[Opening WORKING DATA section]

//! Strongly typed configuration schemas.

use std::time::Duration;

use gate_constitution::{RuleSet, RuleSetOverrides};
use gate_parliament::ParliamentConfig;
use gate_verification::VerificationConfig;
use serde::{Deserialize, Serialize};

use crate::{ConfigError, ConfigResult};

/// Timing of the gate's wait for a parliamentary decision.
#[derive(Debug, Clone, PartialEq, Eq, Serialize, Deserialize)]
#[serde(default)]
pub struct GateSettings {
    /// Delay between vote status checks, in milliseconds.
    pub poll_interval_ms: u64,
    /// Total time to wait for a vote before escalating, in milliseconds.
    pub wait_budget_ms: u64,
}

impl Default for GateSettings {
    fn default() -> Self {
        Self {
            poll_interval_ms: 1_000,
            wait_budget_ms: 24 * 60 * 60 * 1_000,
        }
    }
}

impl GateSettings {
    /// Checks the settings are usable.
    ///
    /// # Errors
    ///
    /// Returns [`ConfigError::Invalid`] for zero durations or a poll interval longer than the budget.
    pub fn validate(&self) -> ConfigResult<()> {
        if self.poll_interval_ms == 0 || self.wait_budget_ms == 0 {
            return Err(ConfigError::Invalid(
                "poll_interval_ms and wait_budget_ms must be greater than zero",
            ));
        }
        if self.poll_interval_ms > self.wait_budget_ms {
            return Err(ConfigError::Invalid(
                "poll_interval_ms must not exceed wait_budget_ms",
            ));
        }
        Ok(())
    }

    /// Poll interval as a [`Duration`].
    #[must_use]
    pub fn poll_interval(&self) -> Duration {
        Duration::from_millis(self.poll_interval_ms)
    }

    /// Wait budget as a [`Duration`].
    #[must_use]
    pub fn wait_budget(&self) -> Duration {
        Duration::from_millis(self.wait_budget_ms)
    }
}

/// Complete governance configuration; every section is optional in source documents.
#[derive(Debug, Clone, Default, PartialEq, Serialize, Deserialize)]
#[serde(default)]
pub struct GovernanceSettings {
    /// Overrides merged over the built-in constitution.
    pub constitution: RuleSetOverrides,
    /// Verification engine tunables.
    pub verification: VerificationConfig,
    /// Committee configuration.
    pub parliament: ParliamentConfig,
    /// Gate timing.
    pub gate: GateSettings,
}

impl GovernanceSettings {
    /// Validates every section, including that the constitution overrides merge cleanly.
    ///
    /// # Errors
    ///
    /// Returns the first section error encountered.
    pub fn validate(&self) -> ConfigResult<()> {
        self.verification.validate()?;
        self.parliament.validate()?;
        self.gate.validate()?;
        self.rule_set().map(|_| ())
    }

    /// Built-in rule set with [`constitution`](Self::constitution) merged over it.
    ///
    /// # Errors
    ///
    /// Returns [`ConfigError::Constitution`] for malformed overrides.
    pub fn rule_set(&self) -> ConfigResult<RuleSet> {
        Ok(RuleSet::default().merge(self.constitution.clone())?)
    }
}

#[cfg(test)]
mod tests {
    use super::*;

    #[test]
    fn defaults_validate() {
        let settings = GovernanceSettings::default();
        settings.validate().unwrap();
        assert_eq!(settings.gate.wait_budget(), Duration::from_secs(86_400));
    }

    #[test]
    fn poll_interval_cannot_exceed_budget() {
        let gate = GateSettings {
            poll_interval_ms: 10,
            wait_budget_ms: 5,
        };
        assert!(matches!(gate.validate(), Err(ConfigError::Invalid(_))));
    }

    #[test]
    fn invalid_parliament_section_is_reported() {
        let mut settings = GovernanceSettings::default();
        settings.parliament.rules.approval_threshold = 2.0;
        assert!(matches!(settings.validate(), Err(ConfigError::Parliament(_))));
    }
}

[Closing WORKING DATA section]

- [WORK REQUIRED] Check each line of the records for "zero" and copy the ones that contain it.

- [REPLY]
    /// Returns [`ConfigError::Invalid`] for zero durations or a poll interval longer than the budget.
                "poll_interval_ms and wait_budget_ms must be greater than zero",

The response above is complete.